Zulip Chat Archive
Stream: lean4
Topic: slow rewrite inside conv
Arend Mellendijk (Jun 16 2023 at 11:40):
I'm porting my project into lean 4 and ran into an issue while reordering sums.
In lean 3 the following code runs instantly
import algebra.big_operators.basic
import number_theory.divisors
open finset
open_locale big_operators
set_option profiler true
/-
parsing took 48ms
-/
example (P : ℕ) :
∑ d1 d2 l in P.divisors, d1 * d2
= ∑ l d1 d2 in P.divisors, d1 * d2 :=
begin
conv{to_rhs, rw sum_comm},
apply sum_congr rfl,
intros d1 hd1,
rw sum_comm,
end
But translated directly into lean 4 the sum_comm
inside the conv
block takes ages to run.
import Mathlib.Algebra.BigOperators.Basic
import Mathlib.NumberTheory.Divisors
open Finset
open scoped BigOperators
set_option profiler true
/-
tactic execution of Lean.Parser.Tactic.refl took 12.6s
tactic execution of Lean.Parser.Tactic.tacticRfl took 11.3s
-/
example (P : ℕ) :
∑ d1 in P.divisors, ∑ d2 in P.divisors, ∑ l in P.divisors, d1 * d2
= ∑ l in P.divisors, ∑ d1 in P.divisors, ∑ d2 in P.divisors, d1 * d2 :=
by
conv =>
rhs
rw [sum_comm];
rw [sum_congr rfl]; intro d1 hd1
rw [sum_comm]
/- Compiles instantly -/
example (P : ℕ) :
∑ d1 in P.divisors, ∑ d2 in P.divisors, ∑ l in P.divisors, d1 * d2
= ∑ l in P.divisors, ∑ d1 in P.divisors, ∑ d2 in P.divisors, d1 * d2 :=
by
apply symm
rw [sum_comm, sum_congr rfl]; intro d1 hd1
rw [sum_comm]
I've obviously found a workaround, but I'm wondering what's causing the difference with lean 3. Does anybody have an idea?

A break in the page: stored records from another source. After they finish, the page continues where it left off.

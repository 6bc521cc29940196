/// Integration tests for the ledger engine routes
///
/// This file drives activity recording, XP grants, the leaderboard, and
/// streak status through the HTTP API end to end.
use axum::http::StatusCode;
use serde_json::json;

use gradus::models::Degree;
use gradus::repo;

mod common;
use common::*;

#[tokio::test]
async fn test_activity_advances_streak_once_per_day() {
    let (mut app, pool) = create_test_app();
    let user = seed_student(&pool, "l1@example.edu", Degree::Bscs, 1);

    let (status, first) = post_empty(&mut app, &format!("/users/{}/activity", user.get_id())).await;
    assert_eq!(status, StatusCode::OK);
    assert_eq!(first["streak_updated"], true);
    assert_eq!(first["new_streak"], 1);

    // Same calendar day: the guard refuses a second advance
    let (status, second) = post_empty(&mut app, &format!("/users/{}/activity", user.get_id())).await;
    assert_eq!(status, StatusCode::OK);
    assert_eq!(second["streak_updated"], false);
    assert_eq!(second["new_streak"], 1);
}

#[tokio::test]
async fn test_activity_unknown_user_404() {
    let (mut app, _pool) = create_test_app();

    let (status, body) = post_empty(&mut app, "/users/nope/activity").await;

    assert_eq!(status, StatusCode::NOT_FOUND);
    assert!(body["error"].is_string());
}

#[tokio::test]
async fn test_add_xp_updates_both_counters() {
    let (mut app, pool) = create_test_app();
    let user = seed_student(&pool, "l2@example.edu", Degree::Bscs, 1);

    let (status, _) = post_json(
        &mut app,
        &format!("/users/{}/xp", user.get_id()),
        json!({ "amount": 25 }),
    )
    .await;
    assert_eq!(status, StatusCode::OK);

    let fetched = repo::get_user(&pool, &user.get_id()).unwrap().unwrap();
    assert_eq!(fetched.get_xp(), 25);
    assert_eq!(fetched.get_weekly_xp(), 25);
}

#[tokio::test]
async fn test_add_xp_negative_rejected() {
    let (mut app, pool) = create_test_app();
    let user = seed_student(&pool, "l3@example.edu", Degree::Bscs, 1);

    let (status, body) = post_json(
        &mut app,
        &format!("/users/{}/xp", user.get_id()),
        json!({ "amount": -1 }),
    )
    .await;

    assert_eq!(status, StatusCode::BAD_REQUEST);
    assert!(body["error"].is_string());

    let fetched = repo::get_user(&pool, &user.get_id()).unwrap().unwrap();
    assert_eq!(fetched.get_xp(), 0);
}

#[tokio::test]
async fn test_leaderboard_scopes_rank_differently() {
    let (mut app, pool) = create_test_app();
    let a = seed_student(&pool, "a@example.edu", Degree::Bscs, 1);
    let b = seed_student(&pool, "b@example.edu", Degree::Bscs, 1);

    // a leads lifetime but has weekly zeroed by a promotion; b leads weekly
    let day = gradus::calendar::today();
    repo::credit_xp(&pool, &a.get_id(), 100, day).unwrap();
    repo::apply_promotion(&pool, &a.get_id(), 2, day).unwrap();
    repo::credit_xp(&pool, &b.get_id(), 40, day).unwrap();

    let (status, weekly) = get_json(&mut app, "/leaderboard?scope=weekly").await;
    assert_eq!(status, StatusCode::OK);
    assert_eq!(weekly[0]["score"], 40);

    let (status, semester) = get_json(&mut app, "/leaderboard?scope=semester").await;
    assert_eq!(status, StatusCode::OK);
    assert_eq!(semester[0]["score"], 100);
}

#[tokio::test]
async fn test_leaderboard_defaults_to_weekly() {
    let (mut app, pool) = create_test_app();
    let user = seed_student(&pool, "d@example.edu", Degree::Bsit, 3);
    repo::credit_xp(&pool, &user.get_id(), 15, gradus::calendar::today()).unwrap();

    let (status, entries) = get_json(&mut app, "/leaderboard").await;

    assert_eq!(status, StatusCode::OK);
    assert_eq!(entries[0]["score"], 15);
}

#[tokio::test]
async fn test_streak_status_for_idle_user() {
    let (mut app, pool) = create_test_app();
    let user = seed_student(&pool, "idle@example.edu", Degree::Bsse, 1);

    let (status, view) = get_json(&mut app, &format!("/users/{}/streak", user.get_id())).await;

    assert_eq!(status, StatusCode::OK);
    assert_eq!(view["completed_today"], false);
    assert_eq!(view["streak_days"], 0);
    assert_eq!(view["state"], "inactive");
}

Alex J. Best (Jun 16 2023 at 12:21):
The slow part is calling rfl
which conv does by default, so you can see the difference just by trying refl
as the first line of the proof, i.e
example (P : ℕ) :
∑ d1 in P.divisors, ∑ d2 in P.divisors, ∑ l in P.divisors, d1 * d2
= ∑ l in P.divisors, ∑ d1 in P.divisors, ∑ d2 in P.divisors, d1 * d2 :=
by
rfl
takes a long time to fail
Last updated: Dec 20 2023 at 11:08 UTC